La première PPIase, la cyclophiline Cyp18 a été découverte il y a 25 ans dans le laboratoire de Fischer {Fischer, 1984;Fischer, 1984}. C’est en utilisant une matrice d’affinité avec l’immunosuppresseur FK506 qu’une autre sorte de PPIase a été isolée, d’abord chez les mammifères {Harding, 1989;Siekierka, 1989} puis chez S.cerevisiae {Heitman, 1991}. La protéine a donc pris le nom de FKBP12 pour FK506 binding protein de 12kD. Elle est l’archétype de la famille des FKBPs. Le FK506 n’est pas le seul ligand des FKBPs. Elles sont également les récepteurs intracellulaires d’un macrolide structurellement corrélé au FK506 : la rapamycine {Bierer, 1990}. FK506 et Rpm sont produits par deux variétés de bactéries vivant dans le sol : Streptomyces tsukubaesis pour la première, découverte à Tsukuba au Japon {Kino, 1987} et Streptomyces hygroscopicus pour la deuxième, découverte sur l’île de Rapa-nui, d’où elle tient son nom {Sehgal, 1975} (Fig.12).
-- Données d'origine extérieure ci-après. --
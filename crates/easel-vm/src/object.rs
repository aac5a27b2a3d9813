//! The heap value model.
//!
//! Every VM value is a heap object with a stable identity and a
//! generation stamp; references are `Rc` clones into the heap registry.
//! The kind set is closed (one match arm per operator in the VM dispatch
//! table), so it is a plain enum rather than open inheritance.

use std::cell::{Cell, RefCell};
use std::fmt;
use std::rc::Rc;

use easel_core::EaselError;
use hashbrown::HashMap;

use crate::heap::Heap;
use crate::module::ExecutionModule;

/// Monotonically increasing object identity, unique per VM lifetime.
pub type ObjectId = u64;

/// A shared reference to a heap object.
pub type VmRef = Rc<VmObject>;

/// A host-function hook: reads its arguments off the top of the caller's
/// stack and leaves its single return value there. Returns the number of
/// values it pushed.
pub type HostFn = Rc<dyn Fn(&mut Heap, &mut crate::frame::Frame) -> Result<usize, EaselError>>;

/// A user bytecode function, possibly a closure.
pub struct UserFunction {
    /// Non-owning back-reference to the owning module (the module owns
    /// the function, not vice versa).
    pub module: ObjectId,
    pub base: usize,
    pub len: usize,
    pub variadic: bool,
    /// Captured values, populated at closure creation, immutable after.
    pub captured: Vec<VmRef>,
}

pub struct HostFunction {
    pub name: String,
    pub hook: HostFn,
}

pub enum FunctionObject {
    User(UserFunction),
    Host(HostFunction),
}

impl fmt::Debug for FunctionObject {
    fn fmt(&self, f: &mut fmt::Formatter<'_>) -> fmt::Result {
        match self {
            FunctionObject::User(u) => write!(
                f,
                "<fn base={} len={}{}>",
                u.base,
                u.len,
                if u.variadic { " variadic" } else { "" }
            ),
            FunctionObject::Host(h) => write!(f, "<host-fn {}>", h.name),
        }
    }
}

/// The runtime face of a loaded module: the compiled unit, module-local
/// variables, and one function object per function-table entry.
#[derive(Debug)]
pub struct ModuleObject {
    pub exec: Rc<ExecutionModule>,
    pub vars: RefCell<HashMap<String, VmRef>>,
    pub functions: RefCell<Vec<VmRef>>,
    pub initializer: Option<usize>,
}

#[derive(Debug)]
pub enum VmObjectKind {
    Integer(i64),
    Boolean(bool),
    Float(f64),
    Str(String),
    Null,
    Array(RefCell<Vec<VmRef>>),
    Map(RefCell<HashMap<String, VmRef>>),
    Function(FunctionObject),
    Module(ModuleObject),
}

#[derive(Debug)]
pub struct VmObject {
    id: ObjectId,
    gen: Cell<u64>,
    pub kind: VmObjectKind,
}

impl VmObject {
    pub fn new(id: ObjectId, kind: VmObjectKind) -> Self {
        VmObject {
            id,
            gen: Cell::new(0),
            kind,
        }
    }

    pub fn id(&self) -> ObjectId {
        self.id
    }

    pub fn generation(&self) -> u64 {
        self.gen.get()
    }

    /// Stamp this object (and, for compound kinds, everything reachable
    /// from it) with the given generation. Children already carrying the
    /// stamp are skipped, so the recursion terminates on cycles and the
    /// walk is idempotent within one collection.
    pub fn mark(&self, gen: u64) {
        if self.gen.get() == gen {
            return;
        }
        debug_assert!(gen > self.gen.get());
        self.gen.set(gen);
        match &self.kind {
            VmObjectKind::Array(items) => {
                for o in items.borrow().iter() {
                    o.mark(gen);
                }
            }
            VmObjectKind::Map(map) => {
                for o in map.borrow().values() {
                    o.mark(gen);
                }
            }
            VmObjectKind::Function(FunctionObject::User(func)) => {
                // The module back-reference is an id; the module itself
                // is rooted through the module registry.
                for o in &func.captured {
                    o.mark(gen);
                }
            }
            VmObjectKind::Function(FunctionObject::Host(_)) => {}
            VmObjectKind::Module(module) => {
                for o in module.vars.borrow().values() {
                    o.mark(gen);
                }
                for o in module.functions.borrow().iter() {
                    o.mark(gen);
                }
            }
            _ => {}
        }
    }

    pub fn kind_name(&self) -> &'static str {
        match &self.kind {
            VmObjectKind::Integer(_) => "integer",
            VmObjectKind::Boolean(_) => "boolean",
            VmObjectKind::Float(_) => "float",
            VmObjectKind::Str(_) => "string",
            VmObjectKind::Null => "null",
            VmObjectKind::Array(_) => "array",
            VmObjectKind::Map(_) => "map",
            VmObjectKind::Function(_) => "function",
            VmObjectKind::Module(_) => "module",
        }
    }

    /// Boolean coercion: Null, integer 0, float 0.0 and false are
    /// falsy; every other value (including empty strings and
    /// containers) is truthy.
    pub fn truthy(&self) -> bool {
        match &self.kind {
            VmObjectKind::Null => false,
            VmObjectKind::Integer(v) => *v != 0,
            VmObjectKind::Boolean(b) => *b,
            VmObjectKind::Float(f) => *f != 0.0,
            _ => true,
        }
    }

    pub fn as_integer(&self) -> Option<i64> {
        match &self.kind {
            VmObjectKind::Integer(v) => Some(*v),
            _ => None,
        }
    }

    pub fn as_float(&self) -> Option<f64> {
        match &self.kind {
            VmObjectKind::Float(v) => Some(*v),
            _ => None,
        }
    }

    pub fn as_str(&self) -> Option<&str> {
        match &self.kind {
            VmObjectKind::Str(s) => Some(s),
            _ => None,
        }
    }

    pub fn as_module(&self) -> Option<&ModuleObject> {
        match &self.kind {
            VmObjectKind::Module(m) => Some(m),
            _ => None,
        }
    }

    pub fn as_function(&self) -> Option<&FunctionObject> {
        match &self.kind {
            VmObjectKind::Function(f) => Some(f),
            _ => None,
        }
    }
}

impl fmt::Display for VmObject {
    fn fmt(&self, f: &mut fmt::Formatter<'_>) -> fmt::Result {
        fn shallow(v: &VmObject) -> String {
            match &v.kind {
                VmObjectKind::Array(_) => "<array>".to_string(),
                VmObjectKind::Map(_) => "<map>".to_string(),
                VmObjectKind::Str(s) => format!("{s:?}"),
                _ => v.to_string(),
            }
        }
        match &self.kind {
            VmObjectKind::Integer(v) => write!(f, "{v}"),
            VmObjectKind::Boolean(b) => write!(f, "{b}"),
            VmObjectKind::Float(v) => write!(f, "{v}"),
            VmObjectKind::Str(s) => write!(f, "{s}"),
            VmObjectKind::Null => write!(f, "null"),
            VmObjectKind::Array(items) => {
                write!(f, "[")?;
                for (i, v) in items.borrow().iter().enumerate() {
                    if i > 0 {
                        write!(f, ", ")?;
                    }
                    write!(f, "{}", shallow(v))?;
                }
                write!(f, "]")
            }
            VmObjectKind::Map(map) => {
                write!(f, "{{")?;
                for (i, (k, v)) in map.borrow().iter().enumerate() {
                    if i > 0 {
                        write!(f, ", ")?;
                    }
                    write!(f, "{k}: {}", shallow(v))?;
                }
                write!(f, "}}")
            }
            VmObjectKind::Function(func) => write!(f, "{func:?}"),
            VmObjectKind::Module(m) => write!(f, "<module {}>", m.exec.name),
        }
    }
}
3.1.2 : PPIases et immunosuppression

Du fait de leur liaison à un immunosuppresseur, FKBPs et cyclophilines sont également appelées immunophilines {Sigal, 1992}. Cette liaison inhibe leur activité enzymatique. De plus, les complexes FK506-FKBP et rapamycine-FK506-FKBP lient respectivement la phosphatase calcineurine CaN {Liu, 1991} et la kinase TOR {Heitman, 1991}, provoquant l’immunosuppression dans les cellules de mammifères. Il est cependant à noter que l’immunosuppression n’est pas liée à la perte de l’activité enzymatique, il s’agirait de deux mécanismes différents engendrés par la liaison PPIase-ligand.

3.1.3 : Conservation des PPIases

Les PPIases sont largement conservées au cours de l’évolution, des procaryotes aux mammifères. Ainsi, le génome humain encode 16 gènes de FKBP, alors qu’ils ne sont que 4 chez S.cerevisiae {Galat, 2003} et 23 chez A.thaliana! La taille des FKBPs humaines, distribuées au sein de divers compartiments cellulaires et tissus, varie de 12 à 135kD {Fischer, 2003}. On retrouve aussi des PPIases dans des organismes parasitaires tels que l’unique FKBP de P.falciparum PfFKBP35 {Monaghan, 2005}.

Figure I.13: Isomérisation cis-trans d’un lien peptidyl-prolyl (Göthel, S.F. and Marahiel M.A., 1999).

Figure I.14: FKBPs humaines et protéines à domaine FKBD (Kay, J., 1996).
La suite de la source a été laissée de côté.